Pour une fois, son aïeule ne la bouscule pas. Elle se contente de soupirer :

— Oui, un drôle de Noël ! Raison de plus pour ne pas traîner. Tu devrais remercier Dieu d'avoir du lait dans ta tasse et un bon feu. Nos soldats n'en ont pas autant.

— Je prie pour eux tous les jours comme on me l'a appris au catéchisme.

— À la bonne heure ! Allons, secoue-toi un peu. Qu'attends-tu ? Pas un cadeau, j'espère. Les étrennes, c'est bon pour les gosses de riches.

— J'attends maman. Où est-elle ?

— Chez le Nicaise. Il n'y a presque plus de bois. Quand je lui ai dit : « Sortir par ce temps est de la folie », elle m'a envoyé promener : « Au moment de son départ, Joseph m'a fait jurer que nous ne manquerions jamais ni de pain, ni de feu. Je tiendrai ma parole. »

Ninette a cru apercevoir des larmes au bord des paupières d'Eulalie. L'oncle Joseph, si sérieux, si responsable malgré ses vingt-six ans ! Beaucoup plus mûr que son aîné, le tendre, le fantasque Pierre. Où sont-ils en ce jour de Noël ? Dans le froid de leur tranchée ou à l'arrière, revigorés par du vin chaud ? Comment savoir puisque les lettres n'arrivent plus du Front ?

— Tu pleures ? questionne Ninette.

— Non, bécasse. J'ai une poussière dans l'œil. Va vite te débarbouiller le museau, je ne te le répèterai pas deux fois. Tu peux mettre ta robe des dimanches, ajoute-t-elle sur un ton radouci. Ça fera plaisir à ta mère.
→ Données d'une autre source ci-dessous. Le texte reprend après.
use super::socket::TSocket;
use super::{encode_echo_request, AddressFamily, EchoPayload, SequenceNumber};
use crate::ping_error::{PingError, PingResult};
use crate::records::PingReceiveRecord;
use std::io;
use std::net::{IpAddr, SocketAddr};
use std::time::SystemTime;

const RECV_BUFFER_LEN: usize = 512;

/// One family's ICMP socket together with the codec for that family.
pub(crate) struct Icmp<S> {
    family: AddressFamily,
    socket: S,
}

impl<S> Icmp<S>
where
    S: TSocket,
{
    pub(crate) fn new(family: AddressFamily, socket: S) -> Icmp<S> {
        Icmp { family, socket }
    }

    pub(crate) fn family(&self) -> AddressFamily {
        self.family
    }

    /// Sends one echo request. The send time written into the payload is taken right
    /// before the packet is handed to the socket.
    pub(crate) fn send_echo(
        &self,
        ip_addr: IpAddr,
        identifier: u16,
        sequence_number: SequenceNumber,
        tracker: u64,
    ) -> PingResult<usize> {
        if AddressFamily::of(&ip_addr) != self.family {
            return Err(PingError::Io(io::Error::new(
                io::ErrorKind::InvalidInput,
                format!("cannot send to {ip_addr} on an {} socket", self.family),
            )));
        }
        let addr: socket2::SockAddr = SocketAddr::new(ip_addr, 0).into();
        let payload = EchoPayload::new(SystemTime::now(), tracker);
        let package = encode_echo_request(self.family, identifier, sequence_number, &payload.encode())?;
        Ok(self.socket.send_to(&package, &addr)?)
    }

    /// Reads one packet. A read timeout is not an error, it yields `Ok(None)`. So do an
    /// interrupted read and a packet that could not be taken apart, which is dropped.
    pub(crate) fn try_receive(&self) -> io::Result<Option<PingReceiveRecord>> {
        let mut buf = [0u8; RECV_BUFFER_LEN];
        match self.socket.recv_from(&mut buf) {
            Err(e)
                if matches!(e.kind(), io::ErrorKind::WouldBlock | io::ErrorKind::TimedOut | io::ErrorKind::Interrupted) =>
            {
                Ok(None)
            }
            Err(e) if e.kind() == io::ErrorKind::InvalidData => {
                tracing::trace!("drop unreadable packet on {} socket: {}", self.family, e);
                Ok(None)
            }
            Err(e) => Err(e),
            Ok((package_size, ip_addr, ttl)) => {
                let receive_time = SystemTime::now();
                Ok(Some(PingReceiveRecord { bytes: buf[..package_size].to_vec(), ip_addr, ttl, receive_time }))
            }
        }
    }
}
L'eau du broc est tellement froide que Ninette se contente d'une toilette de chat. Elle enfile d'épais bas de laine, une chemise en finette, un jupon de nanzouk blanc et, par-dessus, la fameuse robe. Faite de soie naturelle et non de rayonne, comme il est d'usage, elle n'a pas été confectionnée à la maison. Elle vient d'un magasin de Lyon : une folie de Pierre pour le sixième anniversaire de sa nièce. La robe est maintenant trop étroite et trop courte, mais peu importe. Ainsi vêtue, Ninette se croit capable de rivaliser d'élégance avec les filles de commerçants ou de contremaîtres. À huit ans, on a la fierté qu'on peut. Sa mère ne reste-t-elle pas, en dépit de ses malheurs, la ravissante Marie-Louise dont les ouvriers de chez Gillet se disputaient les faveurs ? Plus d'un l'ont recherchée avant son mariage et même après son veuvage, mais elle les a tous repoussés, enfermant en son cœur l'image d'un seul amour.

Après avoir claqué la porte au nez de la bise hivernale, la jeune femme entre, un panier plein de bûches au bras et la chienne sur ses talons. Sans prendre le temps de se déchausser et d'ôter sa pèlerine mouchetée de neige, elle se plante devant sa fille et commente :

— Tu te fais grandette, ma Ninon. Quand j'aurai un peu de temps, je t'arrangerai ta robe. Il suffira de rallonger l'ourlet et d'élargir le corsage. Plus tard, je t'en achèterai une autre encore plus belle, tu verras.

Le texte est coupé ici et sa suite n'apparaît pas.